To answer your first question, Cannabis Use Disorder specifically refers to a pattern of use that leads to health problems, disability, and failure to meet important responsibilities at work/school/home. So it's not defined by use but rather by consequences of use.

Second, there are a number of large cohort studies looking at this question. Here's a recent one: http://www.ncbi.nlm.nih.gov/pubmed/26006253 Psychosocial sequelae of cannabis use and implications for policy: findings from the Christchurch Health and Development Study.

It followed a group of 1200+ kids in New Zealand for all kinds of stuff, but in this particular paper they looked at cannabis use.

Their conclusion: In general, the findings of the CHDS suggest that individuals who use cannabis regularly, or who begin using cannabis at earlier ages, are at increased risk of a range of adverse outcomes, including: lower levels of educational attainment; welfare dependence and unemployment; using other, more dangerous illicit drugs; and psychotic symptomatology. It should also be noted, however, that there is a substantial proportion of regular adult users who do not experience harmful consequences as a result of cannabis use.

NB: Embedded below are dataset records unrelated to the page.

use tracing_subscriber::filter::ParseError;
use tracing_subscriber::EnvFilter;

pub const DEFAULT_LOG_LEVEL: &str = "warn";

#[derive(Debug, thiserror::Error)]
pub enum TelemetryError {
    #[error("invalid log level/filter '{value}': unable to build EnvFilter")]
    EnvFilter {
        value: String,
        #[source]
        source: ParseError,
    },
    #[error("failed to install subscriber: {0}")]
    Subscriber(Box<dyn std::error::Error + Send + Sync>),
}

/// Build the log filter: `RUST_LOG` wins, then `log_level`.
pub fn env_filter(log_level: &str) -> Result<EnvFilter, TelemetryError> {
    match EnvFilter::try_from_default_env() {
        Ok(filter) => Ok(filter),
        Err(_) => EnvFilter::try_new(log_level).map_err(|source| TelemetryError::EnvFilter {
            value: log_level.to_string(),
            source,
        }),
    }
}

/// Install the global subscriber. Logs go to stderr so stdout stays the report.
pub fn init(log_level: &str) -> Result<(), TelemetryError> {
    tracing_subscriber::fmt()
        .with_env_filter(env_filter(log_level)?)
        .with_target(false)
        .with_writer(std::io::stderr)
        .compact()
        .with_ansi(false)
        .try_init()
        .map_err(TelemetryError::Subscriber)
}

In conclusion, it seems that some adults can use occasionally, or even regularly, without a problem on one of the outcomes they looked at. Those with a personal or family history of addiction or a psychiatric disorder are probably at higher risk for a problem.

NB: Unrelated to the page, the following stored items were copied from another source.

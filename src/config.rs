// Scoring constants: the composite-score weight vector and the band table.
//
// These are deliberate process-wide constants, not user settings. The binary
// validates them once at startup and refuses to run if they are malformed.
use crate::types::PerformanceBand;

/// Tolerance used when checking that the weights sum to 1.0.
const WEIGHT_SUM_TOLERANCE: f64 = 1e-9;

/// Weight of each input to the Overall KPI.
#[derive(Debug, Clone, Copy, PartialEq)]
pub struct ScoringWeights {
    pub productivity: f64,
    pub completion: f64,
    pub on_time: f64,
    pub quality: f64,
    pub collaboration: f64,
}

impl ScoringWeights {
    pub fn as_array(&self) -> [(&'static str, f64); 5] {
        [
            ("productivity", self.productivity),
            ("completion", self.completion),
            ("on_time", self.on_time),
            ("quality", self.quality),
            ("collaboration", self.collaboration),
        ]
    }

    pub fn sum(&self) -> f64 {
        self.as_array().iter().map(|(_, w)| w).sum()
    }
}

pub const DEFAULT_WEIGHTS: ScoringWeights = ScoringWeights {
    productivity: 0.35,
    completion: 0.25,
    on_time: 0.20,
    quality: 0.20,
    collaboration: 0.0,
};

/// Inclusive lower bounds, highest first. The last entry must start at 0.
pub type BandTable = [(f64, PerformanceBand)];

pub const DEFAULT_BANDS: [(f64, PerformanceBand); 5] = [
    (90.0, PerformanceBand::Outstanding),
    (80.0, PerformanceBand::Excellent),
    (70.0, PerformanceBand::Good),
    (60.0, PerformanceBand::NeedsImprovement),
    (0.0, PerformanceBand::Critical),
];

#[derive(Debug, Clone, Copy, PartialEq)]
pub struct ScoringConfig {
    pub weights: ScoringWeights,
    pub bands: &'static BandTable,
}

impl ScoringConfig {
    pub const fn standard() -> Self {
        Self {
            weights: DEFAULT_WEIGHTS,
            bands: &DEFAULT_BANDS,
        }
    }

    pub fn validate(&self) -> Result<(), ConfigError> {
        for (name, weight) in self.weights.as_array() {
            if !weight.is_finite() || weight < 0.0 {
                return Err(ConfigError::NegativeWeight { name, weight });
            }
        }
        let sum = self.weights.sum();
        if (sum - 1.0).abs() > WEIGHT_SUM_TOLERANCE {
            return Err(ConfigError::WeightSum { sum });
        }

        let Some(&(last_bound, _)) = self.bands.last() else {
            return Err(ConfigError::EmptyBands);
        };
        if last_bound != 0.0 {
            return Err(ConfigError::BandsNotExhaustive { lowest: last_bound });
        }
        for pair in self.bands.windows(2) {
            let (upper, upper_band) = pair[0];
            let (lower, lower_band) = pair[1];
            if upper <= lower || upper_band <= lower_band {
                return Err(ConfigError::BandsOutOfOrder { at: upper });
            }
        }
        Ok(())
    }
}

impl Default for ScoringConfig {
    fn default() -> Self {
        Self::standard()
    }
}

#[derive(Debug, Clone, PartialEq, thiserror::Error)]
pub enum ConfigError {
    #[error("weight '{name}' must be a non-negative number, got {weight}")]
    NegativeWeight { name: &'static str, weight: f64 },
    #[error("scoring weights must sum to 1.0, got {sum}")]
    WeightSum { sum: f64 },
    #[error("band table is empty")]
    EmptyBands,
    #[error("band table must start at 0 to cover every score, lowest bound is {lowest}")]
    BandsNotExhaustive { lowest: f64 },
    #[error("band table must be strictly descending in bound and band near {at}")]
    BandsOutOfOrder { at: f64 },
}

#[cfg(test)]
mod tests {
    use super::*;

    #[test]
    fn standard_config_is_valid() {
        assert_eq!(ScoringConfig::standard().validate(), Ok(()));
    }

    #[test]
    fn rejects_weights_not_summing_to_one() {
        let mut config = ScoringConfig::standard();
        config.weights.collaboration = 0.10;
        assert!(matches!(
            config.validate(),
            Err(ConfigError::WeightSum { .. })
        ));
    }

    #[test]
    fn rejects_negative_weight() {
        let mut config = ScoringConfig::standard();
        config.weights.quality = -0.1;
        config.weights.productivity = 0.65;
        assert!(matches!(
            config.validate(),
            Err(ConfigError::NegativeWeight { name: "quality", .. })
        ));
    }

    #[test]
    fn rejects_band_table_that_leaves_low_scores_uncovered() {
        static PARTIAL: [(f64, PerformanceBand); 2] = [
            (80.0, PerformanceBand::Excellent),
            (50.0, PerformanceBand::Critical),
        ];
        let config = ScoringConfig {
            weights: DEFAULT_WEIGHTS,
            bands: &PARTIAL,
        };
        assert_eq!(
            config.validate(),
            Err(ConfigError::BandsNotExhaustive { lowest: 50.0 })
        );
    }

    #[test]
    fn rejects_unordered_band_table() {
        static SHUFFLED: [(f64, PerformanceBand); 3] = [
            (70.0, PerformanceBand::Good),
            (80.0, PerformanceBand::Excellent),
            (0.0, PerformanceBand::Critical),
        ];
        let config = ScoringConfig {
            weights: DEFAULT_WEIGHTS,
            bands: &SHUFFLED,
        };
        assert_eq!(
            config.validate(),
            Err(ConfigError::BandsOutOfOrder { at: 70.0 })
        );
    }
}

But, it comes back the same problem mentioned before: Every study can only answer the narrow questions they have considered, How does cannabis impact the risk for vascular disease, or dementia? Perhaps it helps, perhaps it hurts.This study does not answer that question.

Thank you for the reply. I am beginning to understand what you mean about how there is not enough research to make general statements about side effects or medical efficacy, because there are just so many potential factors that could have an influence on how cannabis affects an individual.

I can see why one would hesitate to make recommendations, especially as a doctor, when it's simply uncertain if a user would get medical benefits, or whether they would have negative side-effects. As unlikely as side effects may be on average, for people with specific conditions a negative effect might be predictable if that condition and its interaction with cannabis was isolated in a study.

Is it possible that the subjects who went to cannabis already had problems, are self-medicating, and would have achieved the adverse outcomes anyway?
This was partially controlled for in their analysis, but it's a cohort study meaning that people weren't randomized into groups. So certainly there could be some of that happening, but the analysis minimizes (but doesn't totally eliminate) how much that influences the outcome.

Behavioral science is hard, and messy.